──────── Exercise material
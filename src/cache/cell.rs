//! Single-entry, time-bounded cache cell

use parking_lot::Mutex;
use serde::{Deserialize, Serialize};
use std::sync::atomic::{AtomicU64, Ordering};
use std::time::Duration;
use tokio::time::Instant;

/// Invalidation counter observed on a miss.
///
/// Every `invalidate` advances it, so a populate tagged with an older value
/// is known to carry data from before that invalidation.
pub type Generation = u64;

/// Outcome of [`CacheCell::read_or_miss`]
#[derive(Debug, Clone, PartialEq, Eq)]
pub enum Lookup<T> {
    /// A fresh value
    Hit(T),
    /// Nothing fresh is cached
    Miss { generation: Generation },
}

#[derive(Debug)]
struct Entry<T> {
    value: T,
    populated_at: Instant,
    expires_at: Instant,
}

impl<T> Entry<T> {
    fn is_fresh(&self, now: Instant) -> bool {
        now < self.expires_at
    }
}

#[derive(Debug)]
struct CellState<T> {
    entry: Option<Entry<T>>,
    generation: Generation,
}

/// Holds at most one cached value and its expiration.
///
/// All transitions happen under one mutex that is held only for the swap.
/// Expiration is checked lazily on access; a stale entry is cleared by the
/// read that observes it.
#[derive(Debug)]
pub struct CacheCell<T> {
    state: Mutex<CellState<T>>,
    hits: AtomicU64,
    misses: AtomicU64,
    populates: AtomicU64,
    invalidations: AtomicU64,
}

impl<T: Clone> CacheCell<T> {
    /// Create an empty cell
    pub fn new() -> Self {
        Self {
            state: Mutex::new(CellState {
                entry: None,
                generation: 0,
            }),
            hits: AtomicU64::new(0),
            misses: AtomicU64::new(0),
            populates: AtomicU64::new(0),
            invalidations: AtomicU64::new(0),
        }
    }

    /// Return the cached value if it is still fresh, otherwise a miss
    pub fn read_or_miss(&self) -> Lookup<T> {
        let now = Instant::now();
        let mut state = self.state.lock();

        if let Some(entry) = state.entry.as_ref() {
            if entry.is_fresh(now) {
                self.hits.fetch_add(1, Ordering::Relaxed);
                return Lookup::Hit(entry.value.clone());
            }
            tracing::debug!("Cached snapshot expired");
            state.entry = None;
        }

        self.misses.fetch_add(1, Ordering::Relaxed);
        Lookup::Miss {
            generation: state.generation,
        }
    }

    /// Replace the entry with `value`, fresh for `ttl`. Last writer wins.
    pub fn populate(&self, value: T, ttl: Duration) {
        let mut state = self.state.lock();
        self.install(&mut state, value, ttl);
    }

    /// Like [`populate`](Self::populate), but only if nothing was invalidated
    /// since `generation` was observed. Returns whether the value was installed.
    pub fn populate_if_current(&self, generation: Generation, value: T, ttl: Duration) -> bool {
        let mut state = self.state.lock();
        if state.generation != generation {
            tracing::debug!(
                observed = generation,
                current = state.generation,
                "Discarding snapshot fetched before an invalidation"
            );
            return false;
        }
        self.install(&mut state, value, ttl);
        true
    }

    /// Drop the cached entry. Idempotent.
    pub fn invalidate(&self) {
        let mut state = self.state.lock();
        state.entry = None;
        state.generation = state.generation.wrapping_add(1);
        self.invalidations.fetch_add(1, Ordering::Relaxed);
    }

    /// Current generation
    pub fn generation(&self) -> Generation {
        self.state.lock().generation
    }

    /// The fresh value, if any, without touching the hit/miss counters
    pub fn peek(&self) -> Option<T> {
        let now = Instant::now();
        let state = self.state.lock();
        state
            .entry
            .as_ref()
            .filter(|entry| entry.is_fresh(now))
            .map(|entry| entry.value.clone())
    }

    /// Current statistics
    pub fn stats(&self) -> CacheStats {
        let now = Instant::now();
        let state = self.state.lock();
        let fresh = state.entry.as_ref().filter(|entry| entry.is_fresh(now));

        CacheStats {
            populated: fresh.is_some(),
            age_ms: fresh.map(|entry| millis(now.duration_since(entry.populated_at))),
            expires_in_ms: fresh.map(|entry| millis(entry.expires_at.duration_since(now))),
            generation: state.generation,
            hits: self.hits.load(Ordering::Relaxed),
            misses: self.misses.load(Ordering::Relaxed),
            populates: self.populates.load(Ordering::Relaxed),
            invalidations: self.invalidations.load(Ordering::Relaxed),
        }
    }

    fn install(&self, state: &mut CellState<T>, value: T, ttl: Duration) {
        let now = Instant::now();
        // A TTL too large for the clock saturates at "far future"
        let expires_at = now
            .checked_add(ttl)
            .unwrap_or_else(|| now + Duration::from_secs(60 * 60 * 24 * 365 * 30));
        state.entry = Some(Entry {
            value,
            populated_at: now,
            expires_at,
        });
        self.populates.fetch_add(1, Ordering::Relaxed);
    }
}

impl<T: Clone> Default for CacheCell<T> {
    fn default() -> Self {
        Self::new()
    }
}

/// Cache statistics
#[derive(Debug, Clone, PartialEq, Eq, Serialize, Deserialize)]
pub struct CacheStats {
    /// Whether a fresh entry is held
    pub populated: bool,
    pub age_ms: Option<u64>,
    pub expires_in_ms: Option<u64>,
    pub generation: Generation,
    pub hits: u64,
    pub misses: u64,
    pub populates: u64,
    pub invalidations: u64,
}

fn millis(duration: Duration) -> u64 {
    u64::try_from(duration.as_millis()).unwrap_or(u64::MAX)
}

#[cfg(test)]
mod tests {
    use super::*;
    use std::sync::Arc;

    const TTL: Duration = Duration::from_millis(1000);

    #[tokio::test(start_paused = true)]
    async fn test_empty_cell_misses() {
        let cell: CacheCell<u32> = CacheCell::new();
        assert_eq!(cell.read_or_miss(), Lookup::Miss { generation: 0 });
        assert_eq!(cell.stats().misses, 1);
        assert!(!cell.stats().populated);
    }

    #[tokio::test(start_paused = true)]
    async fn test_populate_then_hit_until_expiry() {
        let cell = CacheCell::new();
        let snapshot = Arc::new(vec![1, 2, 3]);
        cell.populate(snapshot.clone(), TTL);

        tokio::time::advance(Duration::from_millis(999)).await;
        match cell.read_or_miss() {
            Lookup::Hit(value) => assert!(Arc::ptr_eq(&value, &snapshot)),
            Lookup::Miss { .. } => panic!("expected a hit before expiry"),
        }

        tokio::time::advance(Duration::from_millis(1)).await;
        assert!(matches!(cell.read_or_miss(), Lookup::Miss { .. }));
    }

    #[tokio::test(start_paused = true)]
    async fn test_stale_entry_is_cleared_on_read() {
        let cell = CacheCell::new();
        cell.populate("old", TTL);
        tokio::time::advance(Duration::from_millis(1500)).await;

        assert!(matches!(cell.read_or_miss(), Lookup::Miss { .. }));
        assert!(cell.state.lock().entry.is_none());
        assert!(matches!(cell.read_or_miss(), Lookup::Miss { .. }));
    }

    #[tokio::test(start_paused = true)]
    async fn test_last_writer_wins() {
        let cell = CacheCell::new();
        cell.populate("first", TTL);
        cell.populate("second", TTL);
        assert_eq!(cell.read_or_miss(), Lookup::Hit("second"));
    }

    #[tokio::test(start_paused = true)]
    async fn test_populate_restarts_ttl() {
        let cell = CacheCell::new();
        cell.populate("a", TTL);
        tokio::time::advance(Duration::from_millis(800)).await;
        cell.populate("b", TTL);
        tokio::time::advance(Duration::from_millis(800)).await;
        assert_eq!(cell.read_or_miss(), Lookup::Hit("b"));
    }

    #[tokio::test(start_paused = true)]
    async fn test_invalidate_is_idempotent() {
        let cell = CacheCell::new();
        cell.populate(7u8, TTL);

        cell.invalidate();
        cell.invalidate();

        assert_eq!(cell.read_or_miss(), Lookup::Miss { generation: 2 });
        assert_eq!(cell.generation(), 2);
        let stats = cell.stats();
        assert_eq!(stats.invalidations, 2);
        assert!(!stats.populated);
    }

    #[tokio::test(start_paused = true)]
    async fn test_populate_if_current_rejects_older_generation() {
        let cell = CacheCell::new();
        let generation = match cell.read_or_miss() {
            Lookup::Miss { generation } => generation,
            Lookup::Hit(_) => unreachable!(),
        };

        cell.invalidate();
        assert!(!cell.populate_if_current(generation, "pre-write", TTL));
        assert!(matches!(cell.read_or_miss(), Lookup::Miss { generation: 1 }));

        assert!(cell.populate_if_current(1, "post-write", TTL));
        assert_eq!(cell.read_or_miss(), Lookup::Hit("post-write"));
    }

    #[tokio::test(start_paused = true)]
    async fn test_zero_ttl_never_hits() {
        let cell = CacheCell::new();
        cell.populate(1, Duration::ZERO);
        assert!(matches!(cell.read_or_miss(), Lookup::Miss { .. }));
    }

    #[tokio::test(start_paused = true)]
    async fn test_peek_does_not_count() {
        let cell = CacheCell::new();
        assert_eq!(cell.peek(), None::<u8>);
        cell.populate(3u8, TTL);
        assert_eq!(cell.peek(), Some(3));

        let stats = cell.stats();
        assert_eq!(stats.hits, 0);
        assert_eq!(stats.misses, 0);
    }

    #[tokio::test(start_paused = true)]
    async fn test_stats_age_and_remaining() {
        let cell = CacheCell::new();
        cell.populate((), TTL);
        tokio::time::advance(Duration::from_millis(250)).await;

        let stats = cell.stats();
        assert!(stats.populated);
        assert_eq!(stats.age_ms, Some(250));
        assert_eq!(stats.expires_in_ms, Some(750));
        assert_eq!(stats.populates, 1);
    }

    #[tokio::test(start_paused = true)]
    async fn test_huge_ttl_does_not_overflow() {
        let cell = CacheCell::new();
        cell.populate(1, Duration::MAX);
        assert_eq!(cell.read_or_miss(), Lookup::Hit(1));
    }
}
────────────────
──────── Exercise material
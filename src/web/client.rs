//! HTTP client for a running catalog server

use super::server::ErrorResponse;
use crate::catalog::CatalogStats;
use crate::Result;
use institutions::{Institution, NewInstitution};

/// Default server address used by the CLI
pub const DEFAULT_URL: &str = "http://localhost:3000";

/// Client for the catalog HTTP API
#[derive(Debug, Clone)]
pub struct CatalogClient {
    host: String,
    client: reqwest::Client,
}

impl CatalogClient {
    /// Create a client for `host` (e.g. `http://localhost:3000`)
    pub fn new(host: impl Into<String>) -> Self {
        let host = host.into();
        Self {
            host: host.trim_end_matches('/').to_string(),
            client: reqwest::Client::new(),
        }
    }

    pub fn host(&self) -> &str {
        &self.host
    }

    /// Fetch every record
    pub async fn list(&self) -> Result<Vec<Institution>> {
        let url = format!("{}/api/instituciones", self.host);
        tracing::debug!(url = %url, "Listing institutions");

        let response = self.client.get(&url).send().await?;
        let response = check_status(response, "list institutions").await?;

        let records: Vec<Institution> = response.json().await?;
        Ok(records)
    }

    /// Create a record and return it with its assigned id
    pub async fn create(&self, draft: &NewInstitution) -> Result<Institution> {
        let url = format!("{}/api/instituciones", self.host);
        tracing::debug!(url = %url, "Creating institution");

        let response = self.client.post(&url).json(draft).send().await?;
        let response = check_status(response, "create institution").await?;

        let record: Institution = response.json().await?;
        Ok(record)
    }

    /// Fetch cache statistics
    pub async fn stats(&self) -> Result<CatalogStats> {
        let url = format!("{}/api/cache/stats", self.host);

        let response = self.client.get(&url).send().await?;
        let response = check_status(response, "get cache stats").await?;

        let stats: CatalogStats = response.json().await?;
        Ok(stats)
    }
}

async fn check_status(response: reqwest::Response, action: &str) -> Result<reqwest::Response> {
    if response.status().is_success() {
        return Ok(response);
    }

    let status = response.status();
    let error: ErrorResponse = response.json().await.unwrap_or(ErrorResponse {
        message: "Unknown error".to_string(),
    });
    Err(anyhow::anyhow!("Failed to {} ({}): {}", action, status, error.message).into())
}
────────────────
■ **Brief**
Only a number should come back: the count of lines above that include "institutions".

■ **Solved problem**
3